Read also: Is Decathlon a good e-bike brand to buy? Brand and models review.
Unpretentious design, essential equipment
To begin this review, it is important to keep in mind an important element specific to the Elops 120 E: its price of 799 euros. We will constantly put this price into perspective when we discuss the components and equipment chosen by the company. This price point also applies to the design choices of this model.
This Decathlon e-bike has no elements of a top model and goes to the essentials. The battery is installed above the luggage rack, not directly in the frame, as is often the case for more advanced models. This type of battery integration is a strong message on the segment to which the Elops 120 E belongs: the entry-level.

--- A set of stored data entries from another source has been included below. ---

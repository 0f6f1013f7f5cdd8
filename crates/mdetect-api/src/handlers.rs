//! Request handlers.

pub mod health;
pub mod maintenance;
pub mod models;
pub mod predict;
pub mod results;
pub mod transcode;

pub use health::*;
pub use maintenance::*;
pub use models::*;
pub use predict::*;
pub use results::*;
pub use transcode::*;
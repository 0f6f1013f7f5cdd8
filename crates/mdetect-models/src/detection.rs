//! Detections and per-frame results.

use schemars::JsonSchema;
use serde::{Deserialize, Serialize};

use crate::{BoundingBox, Rotation};

/// One recognized object produced by a single detector.
#[derive(Debug, Clone, PartialEq, Serialize, Deserialize, JsonSchema)]
pub struct Detection {
    /// Region in pixel coordinates of the analyzed frame
    pub bbox: BoundingBox,
    /// Class index within the producing model
    pub class_id: usize,
    /// Human-readable class label
    pub label: String,
    /// Confidence score [0, 1]
    pub confidence: f32,
}

impl Detection {
    pub fn new(bbox: BoundingBox, class_id: usize, label: impl Into<String>, confidence: f32) -> Self {
        Self {
            bbox,
            class_id,
            label: label.into(),
            confidence,
        }
    }

    /// Text burned into the label tab, e.g. `"fish 0.87"`.
    pub fn caption(&self) -> String {
        format!("{} {:.2}", self.label, self.confidence)
    }
}

/// All detections from all detectors for one frame or image.
///
/// Detections are concatenated in ensemble order. No deduplication or
/// cross-model matching is performed.
#[derive(Debug, Clone, Default, PartialEq, Serialize, Deserialize, JsonSchema)]
pub struct FrameResult {
    pub detections: Vec<Detection>,
}

impl FrameResult {
    pub fn new() -> Self {
        Self::default()
    }

    /// Append one detector's output.
    pub fn extend(&mut self, detections: impl IntoIterator<Item = Detection>) {
        self.detections.extend(detections);
    }

    pub fn len(&self) -> usize {
        self.detections.len()
    }

    pub fn is_empty(&self) -> bool {
        self.detections.is_empty()
    }

    pub fn iter(&self) -> impl Iterator<Item = &Detection> {
        self.detections.iter()
    }

    /// Map every box through a rotation of a `width` x `height` frame.
    pub fn rotated(&self, rotation: Rotation, width: u32, height: u32) -> FrameResult {
        FrameResult {
            detections: self
                .detections
                .iter()
                .map(|d| Detection {
                    bbox: d.bbox.rotate(rotation, width, height),
                    ..d.clone()
                })
                .collect(),
        }
    }
}

impl From<Vec<Detection>> for FrameResult {
    fn from(detections: Vec<Detection>) -> Self {
        Self { detections }
    }
}
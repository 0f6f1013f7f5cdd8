//! HLS packaging of annotated videos.

use std::path::{Path, PathBuf};
use tracing::{debug, info};

use crate::command::{FfmpegCommand, FfmpegRunner};
use crate::error::MediaResult;
use crate::layout::HLS_PLAYLIST;
use crate::probe::probe_video;

/// Segment file pattern inside the output directory.
pub const SEGMENT_PATTERN: &str = "segment_%03d.ts";

/// Packages a video into a VOD HLS playlist with H.264 segments.
#[derive(Debug, Clone)]
pub struct HlsPackager {
    segment_secs: u32,
    timeout_secs: Option<u64>,
}

impl Default for HlsPackager {
    fn default() -> Self {
        Self {
            segment_secs: 10,
            timeout_secs: None,
        }
    }
}

impl HlsPackager {
    pub fn new(segment_secs: u32) -> Self {
        Self {
            segment_secs: segment_secs.max(1),
            ..Default::default()
        }
    }

    pub fn with_timeout(mut self, secs: u64) -> Self {
        self.timeout_secs = Some(secs);
        self
    }

    /// Build the packaging command writing `<out_dir>/index.m3u8`.
    pub fn command(&self, input: &Path, out_dir: &Path) -> FfmpegCommand {
        let segments = out_dir.join(SEGMENT_PATTERN);
        FfmpegCommand::new(input, out_dir.join(HLS_PLAYLIST))
            .video_codec("libx264")
            .preset("veryfast")
            .pixel_format("yuv420p")
            .no_audio()
            .output_args([
                "-f".to_string(),
                "hls".to_string(),
                "-hls_time".to_string(),
                self.segment_secs.to_string(),
                "-hls_playlist_type".to_string(),
                "vod".to_string(),
                "-hls_segment_filename".to_string(),
                segments.to_string_lossy().to_string(),
            ])
    }

    /// Package `input` into `out_dir`, returning the playlist path.
    pub async fn package(&self, input: &Path, out_dir: &Path) -> MediaResult<PathBuf> {
        tokio::fs::create_dir_all(out_dir).await?;

        // Duration only drives progress logging.
        let total_ms = probe_video(input)
            .await
            .map(|info| (info.duration * 1000.0) as i64)
            .unwrap_or(0);

        let cmd = self.command(input, out_dir);
        let mut runner = FfmpegRunner::new();
        if let Some(secs) = self.timeout_secs {
            runner = runner.with_timeout(secs);
        }

        info!(input = %input.display(), out_dir = %out_dir.display(), "Packaging HLS");
        runner
            .run_with_progress(&cmd, move |progress| {
                if total_ms > 0 {
                    debug!(percent = format!("{:.1}", progress.percentage(total_ms)), "HLS progress");
                }
            })
            .await?;

        Ok(cmd.output().to_path_buf())
    }
}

On the other hand, Decathlon has been smart about its choice of the e-bike frame: an open low shape, which is, therefore, suitable for a mixed audience. Getting on or off the e-bike is a breeze, whether you’re wearing jeans, shorts, suit pants, or a dress in the summer. The Elops 120 E has the merit of being practical for this kind of maneuver.
For the frame, Decathlon has opted for steel. This robust material has the advantage of providing “natural flexibility allowing it to absorb road vibrations.” On the other hand, it weighs more than aluminum, for example, and can rust over time.
The welds between the different parts of the frame are visible, but Decathlon seems to have slightly polished them to hide a bit. All in all, we’ve seen worse for much more money. As for the cables nesting in one of the tubes, it’s hard to miss them. But at this price point, not much else to be expected.
All essential equipment is in place
In terms of equipment, Elops 120 E ticks many boxes: mudguards, chain guard, aluminum kickstand, bell, as well as a luggage rack on which you can attach panniers or a baby carrier. Powered by the e-bike’s battery, the front light is integrated directly into the head tube.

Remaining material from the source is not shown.